Ministros do Tribunal Superior Eleitoral avaliam que o julgamento que pode levar à cassação do governador do Rio de Janeiro, Cláudio Castro, não deverá ser concluído quando for retomado no próximo dia 10 de março. A expectativa entre integrantes da Corte é de que a análise seja novamente interrompida por um pedido de vista, adiando a definição do caso.
O julgamento será retomado com a apresentação do voto do ministro Antonio Carlos Ferreira, que havia solicitado vista do processo em novembro do ano passado. Apesar da liberação do voto, a avaliação predominante entre ministros é de que, diante da sensibilidade do tema, outro magistrado deverá pedir mais tempo para examinar o processo.
Ferreira liberou o voto na última quinta-feira, e o julgamento foi imediatamente pautado pela presidente do TSE, ministra Cármen Lúcia. O desfecho do caso tem potencial de provocar forte impacto no cenário político fluminense, uma vez que Cláudio Castro pretende disputar uma vaga no Senado nas próximas eleições.

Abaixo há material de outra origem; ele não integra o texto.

use crate::decode::Decode;
use crate::field::FieldReader;


/// A **DTR** _(datalog text)_ record, a free-form line of text the test
/// program chose to log.
#[derive(PartialEq, Eq, Debug, Clone)]
pub struct DTR {

    /// The text.
    pub text_dat: String,
}

impl Decode for DTR {
    const NAME: &'static str = "DTR";
    const TYP: u8 = 50;
    const SUB: u8 = 30;

    fn read(r: &mut FieldReader<'_>) -> Self {
        let text_dat = r.cn();

        Self { text_dat }
    }
}


#[cfg(test)]
mod test {
    use super::*;
    use crate::field::Endianness;
    use pretty_assertions::assert_eq;

    #[test]
    fn parses() {
        let buf = &[ 0x05, b'h', b'e', b'l', b'l', b'o' ];
        let mut r = FieldReader::new(buf, Endianness::Little);

        assert_eq!(DTR::read(&mut r), DTR { text_dat: String::from("hello") });
    }
}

O governador é acusado de abuso de poder político e econômico, sob a alegação de que teria se beneficiado do uso da Fundação Ceperj e da Universidade do Estado do Rio de Janeiro para a contratação de cabos eleitorais. Castro nega as acusações e sustenta que não houve irregularidades. Além dele, também responde ao processo o deputado estadual Rodrigo Bacellar, presidente afastado da Assembleia Legislativa do Rio de Janeiro.

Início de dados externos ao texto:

//! The stream handle and its four backends.

use std::fs::File;
use std::io::{BufReader, Cursor, Read, Seek, SeekFrom};
use std::path::{Path, PathBuf};

use bzip2::bufread::BzDecoder;
use flate2::bufread::GzDecoder;
use log::*;
use zip::ZipArchive;

use stdf::{Endianness, RecordHeader};

use crate::error::Error;


/// How the bytes of a datalog are packaged on disk.
#[derive(PartialEq, Eq, Debug, Copy, Clone)]
pub enum Format {

    /// A bare STDF file.
    Plain,

    /// A gzip stream (`.gz`).
    Gzip,

    /// A bzip2 stream (`.bz` or `.bz2`).
    Bzip2,

    /// The first entry of a zip archive (`.zip`).
    Zip,
}

impl Format {

    /// Sniffs the format from the path's final extension,
    /// case-insensitively. Unknown or missing extensions mean an
    /// uncompressed file.
    pub fn from_path(path: &Path) -> Self {
        let ext = path.extension()
                      .and_then(|e| e.to_str())
                      .map(str::to_ascii_lowercase);

        match ext.as_deref() {
            Some("gz")           => Self::Gzip,
            Some("bz" | "bz2")   => Self::Bzip2,
            Some("zip")          => Self::Zip,
            _                    => Self::Plain,
        }
    }
}


/// The closed set of stream backends. Decompressors wrap the buffered file
/// directly; the zip backend holds the first entry's bytes, decompressed at
/// open time, because the archive reader cannot be stored alongside the
/// archive it borrows — and the parser only ever reads forward anyway.
enum Stream {
    Plain(BufReader<File>),
    Gzip(GzDecoder<BufReader<File>>),
    Bzip2(BzDecoder<BufReader<File>>),
    Zip(Cursor<Vec<u8>>),
}

impl Stream {
    fn open(path: &Path, format: Format) -> Result<Self, Error> {
        let file = File::open(path)?;
        let reader = BufReader::new(file);

        Ok(match format {
            Format::Plain  => Self::Plain(reader),
            Format::Gzip   => Self::Gzip(GzDecoder::new(reader)),
            Format::Bzip2  => Self::Bzip2(BzDecoder::new(reader)),
            Format::Zip    => Self::Zip(Cursor::new(first_zip_entry(reader)?)),
        })
    }
}

impl Read for Stream {
    fn read(&mut self, buf: &mut [u8]) -> std::io::Result<usize> {
        match self {
            Self::Plain(r)  => r.read(buf),
            Self::Gzip(r)   => r.read(buf),
            Self::Bzip2(r)  => r.read(buf),
            Self::Zip(r)    => r.read(buf),
        }
    }
}

fn first_zip_entry(reader: BufReader<File>) -> Result<Vec<u8>, Error> {
    let mut archive = ZipArchive::new(reader)?;
    if archive.len() == 0 {
        return Err(Error::InvalidStdf(String::from("zip archive has no entries")));
    }

    let mut entry = archive.by_index(0)?;
    debug!("Reading zip entry {:?} ({} bytes)", entry.name(), entry.size());

    let mut bytes = Vec::new();
    entry.read_to_end(&mut bytes)?;
    Ok(bytes)
}


/// A sequential-read handle over a datalog.
///
/// The contract is deliberately small: open, read exactly N bytes, skip
/// forward, and reopen from the start. There is no seek — two of the four
/// backends cannot seek efficiently, and the record format never needs it.
pub struct StdfFile {
    path: PathBuf,
    format: Format,
    stream: Stream,
}

impl StdfFile {

    /// Opens the datalog at the given path, sniffing its compression format
    /// from the extension.
    pub fn open(path: impl AsRef<Path>) -> Result<Self, Error> {
        let path = path.as_ref().to_path_buf();
        let format = Format::from_path(&path);
        info!("Opening {:?} as {:?}", path, format);

        let stream = Stream::open(&path, format)?;
        Ok(Self { path, format, stream })
    }

    /// The path the handle was opened with.
    pub fn path(&self) -> &Path {
        &self.path
    }

    /// The compression format the handle sniffed.
    pub fn format(&self) -> Format {
        self.format
    }

    /// Reads exactly `buf.len()` bytes into the buffer. A short read —
    /// including one of zero bytes — reports `Error::Eof`; reading into an
    /// empty buffer succeeds, which zero-length record payloads rely on.
    pub fn read_exact(&mut self, buf: &mut [u8]) -> Result<(), Error> {
        if buf.is_empty() {
            return Ok(());
        }

        self.stream.read_exact(buf)?;
        Ok(())
    }

    /// Skips `n` bytes by draining them into a scratch buffer. Implemented
    /// as a read because not every backend can seek.
    pub fn skip(&mut self, n: usize) -> Result<(), Error> {
        let mut scratch = [0_u8; 4096];
        let mut left = n;

        while left > 0 {
            let take = left.min(scratch.len());
            self.read_exact(&mut scratch[.. take])?;
            left -= take;
        }
        Ok(())
    }

    /// Reads and parses one four-byte record header.
    pub fn read_header(&mut self, order: Endianness) -> Result<RecordHeader, Error> {
        let mut buf = [0_u8; 4];
        self.read_exact(&mut buf)?;
        Ok(RecordHeader::from_bytes(buf, order))
    }

    /// Returns the handle to offset zero, for a second pass over the
    /// records. The decompressing backends cannot seek, so this closes and
    /// reopens the underlying file; the zip backend just rewinds its
    /// decompressed buffer.
    pub fn reopen(&mut self) -> Result<(), Error> {
        debug!("Reopening {:?} from the start", self.path);

        match &mut self.stream {
            Stream::Plain(reader) => {
                reader.seek(SeekFrom::Start(0))?;
            }
            Stream::Zip(cursor) => {
                cursor.set_position(0);
            }
            _ => {
                self.stream = Stream::open(&self.path, self.format)?;
            }
        }
        Ok(())
    }
}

Uma eventual cassação de Castro teria reflexos imediatos no comando do estado, com alterações na linha sucessória do governo fluminense. Até o momento, apenas o voto da relatora, ministra Isabel Gallotti, foi apresentado, e ele é desfavorável ao governador.
No voto, Gallotti determinou ainda a realização de eleições suplementares para o governo do Rio de Janeiro e a retotalização dos votos para o cargo de deputado estadual, caso seja confirmada a cassação de Rodrigo Bacellar. Para a relatora, as provas indicam a existência de um esquema estruturado de distribuição de cargos e recursos públicos com fins eleitorais.
Segundo a ministra, o processo revela um conjunto de circunstâncias consideradas extremamente graves. Ela afirmou que, analisadas em conjunto, as condutas demonstram o uso da estrutura administrativa estadual para influenciar o resultado das eleições, com a utilização de prerrogativas institucionais para a construção de um projeto de poder.
Durante o voto, Gallotti também rebateu o entendimento do Tribunal Regional Eleitoral do Rio de Janeiro, que havia absolvido a chapa de Cláudio Castro por quatro votos a três. Para ela, a decisão regional não enfrentou adequadamente a gravidade dos fatos apurados.
O caso ganhou novos contornos após a conclusão de um relatório da Polícia Federal sobre investigação relacionada à Ceperj. Conforme revelado pelo colunista Lauro Jardim, o conteúdo do documento pode influenciar diretamente o julgamento no TSE, reforçando a possibilidade de novos adiamentos.